Le roman de Maguire faisait de nombreuses références aux changelings, ces bébés des fées ou farfadets que les créatures de l'autre monde échangeraient avec les nouveaux nés humains dans leur berceau. Toute une rumeur entourait à ce titre le personnage de Clara, l'étrange fille de Van den Meer qu'on suppose être une enfant des fées, ce qui expliquerait ainsi ses étrangetés. Ces aspects sont supprimés de l'adaptation et Clara y est juste présentée comme extrêmement discrète et craintive, notamment du monde extérieur. Si le roman ne présente pas d'équivalent à la fée-marraine du conte original, le scénario du film utilise un autre personnage du roman, la Reine des Bohémiennes, sorte de diseuse de bonne aventure qui va et vient dans la ville, pour assurer ce rôle. D'ailleurs, alors la sorcellerie est juste supposée dans le livre de Maguire, la place donnée à cette Reine des Bohémiennes dans le téléfilm réinvite ici une magie typique d'un film Disney ; on la voit en effet plus ou moins changer une souris en pantoufle argentée, souris qui tenait jusque là un rôle d'animal de compagnie de Clara, évoquant très fortement les souris du Cendrillon animé de 1950. Le scénario glisse d'ailleurs ici et là quelques clin d’œil à la célèbre version animée (dont une première robe de bal déchirée par la marâtre) mais évoque aussi parfois le film A tout jamais, autre réinterprétation de l'histoire de Cendrillon, sorti en 1999 (la robe que porte "Cendrillon" pour le bal est dans les deux films une robe somptueuses qui appartenait à sa défunte mère, remisée dans un vieux coffre).
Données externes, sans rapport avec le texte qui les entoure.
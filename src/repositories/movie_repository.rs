// src/repositories/movie_repository.rs
//
// Movie persistence. Upsert matches on external id when present, else on
// title + year, so bulk-loaded rows and scraped rows converge on one record.

use chrono::{DateTime, Utc};
use rusqlite::{params, Row};
use std::sync::Arc;
use uuid::Uuid;

use crate::db::ConnectionPool;
use crate::domain::movie::Movie;
use crate::error::{AppError, AppResult};

pub trait MovieRepository: Send + Sync {
    /// Insert or update a movie, keyed by imdb_id when present, else by
    /// (title, release_year). Scraped columns on an existing row survive a
    /// metadata re-upsert. Returns the stored record.
    fn upsert(&self, movie: &Movie) -> AppResult<Movie>;

    fn get_by_id(&self, id: Uuid) -> AppResult<Option<Movie>>;

    fn find_by_title_year(&self, title: &str, year: Option<i32>) -> AppResult<Option<Movie>>;

    fn list_all(&self) -> AppResult<Vec<Movie>>;

    /// Record the outcome of an IMDb rating scrape.
    fn update_imdb_data(
        &self,
        id: Uuid,
        imdb_id: &str,
        rating: Option<f64>,
        vote_count: Option<u32>,
        scraped_at: DateTime<Utc>,
    ) -> AppResult<()>;

    /// Record the outcome of a Rotten Tomatoes resolution/score scrape.
    fn update_rt_data(&self, id: Uuid, slug: &str, tomatometer: Option<f64>) -> AppResult<()>;
}

pub struct SqliteMovieRepository {
    pool: Arc<ConnectionPool>,
}

impl SqliteMovieRepository {
    pub fn new(pool: Arc<ConnectionPool>) -> Self {
        Self { pool }
    }

    fn row_to_movie(row: &Row) -> Result<Movie, rusqlite::Error> {
        let id_str: String = row.get("id")?;
        let id = Uuid::parse_str(&id_str)
            .map_err(|e| rusqlite::Error::ToSqlConversionFailure(Box::new(e)))?;

        let genres_json: String = row.get("genres")?;
        let genres: Vec<String> = serde_json::from_str(&genres_json)
            .map_err(|e| rusqlite::Error::ToSqlConversionFailure(Box::new(e)))?;

        Ok(Movie {
            id,
            title: row.get("title")?,
            release_year: row.get("release_year")?,
            genres,
            overview: row.get("overview")?,
            runtime: row.get::<_, Option<i64>>("runtime")?.map(|v| v as u32),
            language: row.get("language")?,
            tmdb_rating: row.get("tmdb_rating")?,
            tmdb_vote_count: row
                .get::<_, Option<i64>>("tmdb_vote_count")?
                .map(|v| v as u32),
            popularity: row.get("popularity")?,
            imdb_id: row.get("imdb_id")?,
            imdb_rating: row.get("imdb_rating")?,
            imdb_vote_count: row
                .get::<_, Option<i64>>("imdb_vote_count")?
                .map(|v| v as u32),
            imdb_scraped_at: parse_optional_datetime(row, "imdb_scraped_at")?,
            rt_slug: row.get("rt_slug")?,
            rt_tomatometer: row.get("rt_tomatometer")?,
            created_at: parse_datetime(row, "created_at")?,
            updated_at: parse_datetime(row, "updated_at")?,
        })
    }

    fn find_match(&self, movie: &Movie) -> AppResult<Option<Movie>> {
        if let Some(imdb_id) = &movie.imdb_id {
            let conn = self.pool.get()?;
            let mut stmt = conn.prepare(&format!("{} WHERE imdb_id = ?1", SELECT_MOVIE))?;
            match stmt.query_row(params![imdb_id], Self::row_to_movie) {
                Ok(found) => return Ok(Some(found)),
                Err(rusqlite::Error::QueryReturnedNoRows) => {}
                Err(e) => return Err(AppError::Database(e)),
            }
        }
        self.find_by_title_year(&movie.title, movie.release_year)
    }
}

const SELECT_MOVIE: &str = "SELECT id, title, release_year, genres, overview, runtime, language,
        tmdb_rating, tmdb_vote_count, popularity,
        imdb_id, imdb_rating, imdb_vote_count, imdb_scraped_at,
        rt_slug, rt_tomatometer, created_at, updated_at
 FROM movies";

fn parse_datetime(row: &Row, column: &str) -> Result<DateTime<Utc>, rusqlite::Error> {
    let raw: String = row.get(column)?;
    DateTime::parse_from_rfc3339(&raw)
        .map(|dt| dt.with_timezone(&Utc))
        .map_err(|e| rusqlite::Error::ToSqlConversionFailure(Box::new(e)))
}

fn parse_optional_datetime(
    row: &Row,
    column: &str,
) -> Result<Option<DateTime<Utc>>, rusqlite::Error> {
    let raw: Option<String> = row.get(column)?;
    raw.map(|s| {
        DateTime::parse_from_rfc3339(&s)
            .map(|dt| dt.with_timezone(&Utc))
            .map_err(|e| rusqlite::Error::ToSqlConversionFailure(Box::new(e)))
    })
    .transpose()
}

impl MovieRepository for SqliteMovieRepository {
    fn upsert(&self, movie: &Movie) -> AppResult<Movie> {
        if let Some(existing) = self.find_match(movie)? {
            {
                let conn = self.pool.get()?;
                let genres_json = serde_json::to_string(&movie.genres)?;
                conn.execute(
                    "UPDATE movies SET
                        genres = ?1, overview = COALESCE(?2, overview), runtime = ?3,
                        language = ?4, tmdb_rating = ?5, tmdb_vote_count = ?6,
                        popularity = ?7, updated_at = ?8
                     WHERE id = ?9",
                    params![
                        genres_json,
                        movie.overview,
                        movie.runtime.map(|v| v as i64),
                        movie.language,
                        movie.tmdb_rating,
                        movie.tmdb_vote_count.map(|v| v as i64),
                        movie.popularity,
                        Utc::now().to_rfc3339(),
                        existing.id.to_string(),
                    ],
                )?;
            }
            return self.get_by_id(existing.id)?.ok_or(AppError::NotFound);
        }

        let conn = self.pool.get()?;
        let genres_json = serde_json::to_string(&movie.genres)?;
        conn.execute(
            "INSERT INTO movies (
                id, title, release_year, genres, overview, runtime, language,
                tmdb_rating, tmdb_vote_count, popularity,
                imdb_id, imdb_rating, imdb_vote_count, imdb_scraped_at,
                rt_slug, rt_tomatometer, created_at, updated_at
            ) VALUES (?1, ?2, ?3, ?4, ?5, ?6, ?7, ?8, ?9, ?10, ?11, ?12, ?13, ?14, ?15, ?16, ?17, ?18)",
            params![
                movie.id.to_string(),
                movie.title,
                movie.release_year,
                genres_json,
                movie.overview,
                movie.runtime.map(|v| v as i64),
                movie.language,
                movie.tmdb_rating,
                movie.tmdb_vote_count.map(|v| v as i64),
                movie.popularity,
                movie.imdb_id,
                movie.imdb_rating,
                movie.imdb_vote_count.map(|v| v as i64),
                movie.imdb_scraped_at.map(|dt| dt.to_rfc3339()),
                movie.rt_slug,
                movie.rt_tomatometer,
                movie.created_at.to_rfc3339(),
                movie.updated_at.to_rfc3339(),
            ],
        )?;

        Ok(movie.clone())
    }

    fn get_by_id(&self, id: Uuid) -> AppResult<Option<Movie>> {
        let conn = self.pool.get()?;
        let mut stmt = conn.prepare(&format!("{} WHERE id = ?1", SELECT_MOVIE))?;
        match stmt.query_row(params![id.to_string()], Self::row_to_movie) {
            Ok(movie) => Ok(Some(movie)),
            Err(rusqlite::Error::QueryReturnedNoRows) => Ok(None),
            Err(e) => Err(AppError::Database(e)),
        }
    }

    fn find_by_title_year(&self, title: &str, year: Option<i32>) -> AppResult<Option<Movie>> {
        let conn = self.pool.get()?;
        let mut stmt = conn.prepare(&format!(
            "{} WHERE title = ?1 AND release_year IS ?2",
            SELECT_MOVIE
        ))?;
        match stmt.query_row(params![title, year], Self::row_to_movie) {
            Ok(movie) => Ok(Some(movie)),
            Err(rusqlite::Error::QueryReturnedNoRows) => Ok(None),
            Err(e) => Err(AppError::Database(e)),
        }
    }

    fn list_all(&self) -> AppResult<Vec<Movie>> {
        let conn = self.pool.get()?;
        let mut stmt = conn.prepare(&format!("{} ORDER BY title", SELECT_MOVIE))?;
        let movies = stmt
            .query_map([], Self::row_to_movie)?
            .collect::<Result<Vec<_>, _>>()?;
        Ok(movies)
    }

    fn update_imdb_data(
        &self,
        id: Uuid,
        imdb_id: &str,
        rating: Option<f64>,
        vote_count: Option<u32>,
        scraped_at: DateTime<Utc>,
    ) -> AppResult<()> {
        let conn = self.pool.get()?;
        let rows = conn.execute(
            "UPDATE movies SET
                imdb_id = ?1, imdb_rating = ?2, imdb_vote_count = ?3,
                imdb_scraped_at = ?4, updated_at = ?5
             WHERE id = ?6",
            params![
                imdb_id,
                rating,
                vote_count.map(|v| v as i64),
                scraped_at.to_rfc3339(),
                Utc::now().to_rfc3339(),
                id.to_string(),
            ],
        )?;
        if rows == 0 {
            return Err(AppError::NotFound);
        }
        Ok(())
    }

    fn update_rt_data(&self, id: Uuid, slug: &str, tomatometer: Option<f64>) -> AppResult<()> {
        let conn = self.pool.get()?;
        let rows = conn.execute(
            "UPDATE movies SET rt_slug = ?1, rt_tomatometer = ?2, updated_at = ?3
             WHERE id = ?4",
            params![
                slug,
                tomatometer,
                Utc::now().to_rfc3339(),
                id.to_string(),
            ],
        )?;
        if rows == 0 {
            return Err(AppError::NotFound);
        }
        Ok(())
    }
}

#[cfg(test)]
mod tests {
    use super::*;
    use crate::db::{create_memory_pool, initialize_database};

    fn repo() -> SqliteMovieRepository {
        let pool = Arc::new(create_memory_pool().unwrap());
        initialize_database(&pool.get().unwrap()).unwrap();
        SqliteMovieRepository::new(pool)
    }

    #[test]
    fn test_upsert_insert_and_lookup() {
        let repo = repo();
        let mut movie = Movie::new("Inception".to_string(), Some(2010));
        movie.genres = vec!["Sci-Fi".to_string(), "Thriller".to_string()];
        movie.tmdb_rating = Some(8.3);

        let stored = repo.upsert(&movie).unwrap();
        assert_eq!(stored.id, movie.id);

        let found = repo
            .find_by_title_year("Inception", Some(2010))
            .unwrap()
            .unwrap();
        assert_eq!(found.genres, movie.genres);
        assert_eq!(found.tmdb_rating, Some(8.3));
    }

    #[test]
    fn test_upsert_updates_metadata_keeps_scraped_data() {
        let repo = repo();
        let movie = Movie::new("Inception".to_string(), Some(2010));
        let stored = repo.upsert(&movie).unwrap();

        repo.update_imdb_data(stored.id, "tt1375666", Some(8.8), Some(2_400_000), Utc::now())
            .unwrap();

        // Re-upsert from the bulk dataset with fresher metadata
        let mut refreshed = Movie::new("Inception".to_string(), Some(2010));
        refreshed.tmdb_rating = Some(8.4);
        let merged = repo.upsert(&refreshed).unwrap();

        // Same row, updated metadata, scraped data intact
        assert_eq!(merged.id, stored.id);
        assert_eq!(merged.tmdb_rating, Some(8.4));
        assert_eq!(merged.imdb_id.as_deref(), Some("tt1375666"));
        assert_eq!(merged.imdb_rating, Some(8.8));
    }

    #[test]
    fn test_find_by_title_without_year() {
        let repo = repo();
        repo.upsert(&Movie::new("Pilot Film".to_string(), None)).unwrap();

        assert!(repo.find_by_title_year("Pilot Film", None).unwrap().is_some());
        assert!(repo.find_by_title_year("Pilot Film", Some(2000)).unwrap().is_none());
    }

    #[test]
    fn test_update_rt_data() {
        let repo = repo();
        let stored = repo
            .upsert(&Movie::new("The Matrix".to_string(), Some(1999)))
            .unwrap();

        repo.update_rt_data(stored.id, "the_matrix", Some(83.0)).unwrap();
        let found = repo.get_by_id(stored.id).unwrap().unwrap();
        assert_eq!(found.rt_slug.as_deref(), Some("the_matrix"));
        assert_eq!(found.rt_tomatometer, Some(83.0));
    }

    #[test]
    fn test_update_missing_movie_is_not_found() {
        let repo = repo();
        let err = repo
            .update_rt_data(Uuid::new_v4(), "nothing", None)
            .unwrap_err();
        assert!(matches!(err, AppError::NotFound));
    }
}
Stockard Channing, charismatique Margarethe.
Au-delà de ces nuances visant donc à rendre l'histoire visible pour un plus large public, la trame globale et surtout le tempérament des différents personnages sont fidèlement conservés, et même très bien interprétés. Parmi les acteurs les plus marquants de ce téléfilm, notons la présence au casting de la grande Stockard Chaninng dans le rôle de Maragethe ; Stockard Channing, qui jouait le personnage tempétueux de Rizzo dans Grease, mais surtout Tante Frances dans les Ensorceleuses, un rôle qui a surement joué en sa faveur pour obtenir celui de Margarethe, elle aussi un peu sorcière. Son charisme naturel et son magnétisme un tantinet gothique correspondent tout à fait à ce personnage de marâtre intrigante prête à tout pour obtenir une position sociale stable et valorisante. Sa prestation évoque par ailleurs l'aura que dégageait Anjelica Huston dans ce même rôle de belle-mère dans A tout jamais.
Pour le reste du casting, on retrouve avec plaisir le british Jonathan Pryce dans le rôle du peintre Shoenmacker et le déjà très séduisant Matthew Goode à ses débuts dans celui de son apprenti. Si l'actrice qui interprète Clara se fait remarquer par sa beauté lisse et blanche, Azura Skye (connue pour ses nombreux seconds rôles dans Buffy contre les vampires, American Horror Story ou Riverdale), elle, se démarque par un visage étrange, avec quelque chose de transparent, quelque part entre Drew Barrymore et Dakota Fanning. Ses traits se prêtent merveilleusement bien à l'époque et son jeu donne vie à ce personnage de jeune fille décidée à vivre de son art et de son intelligence malgré les projets futile qu'entretient à son égard une mère possessive et directive. Enfin, notons le personnage de Ruth, la sœur que le livre présente comme intellectuellement déficiente au physique ingrat, à qui l'actrice méconnue Emma Poole donne une vraie humanité.
La mise en scène est classique (et parfois un peu cheap, à l'image des scènes qui se figent à la façon d'une peinture à l'huile pour marquer les transitions) mais la reconstitution, pour un téléfilm du début des années 2000, est tout à fait honorable et même impressionnante ; il n'y a aucun doute que Disney a investi autant de dollars dans cette fiction télévisée qu'elle l'aurait fait pour le grand écran. Filmé dans un Luxembourg qui fait superbement illusion, les décors, sans atteindre la qualité de ceux de la Jeune Fille à la Perle ou de la mini-série Miniaturiste, sont malgré tout très convaincants. Il en est de même pour les costumes, particulièrement réussis, très authentiques au regard de l'époque.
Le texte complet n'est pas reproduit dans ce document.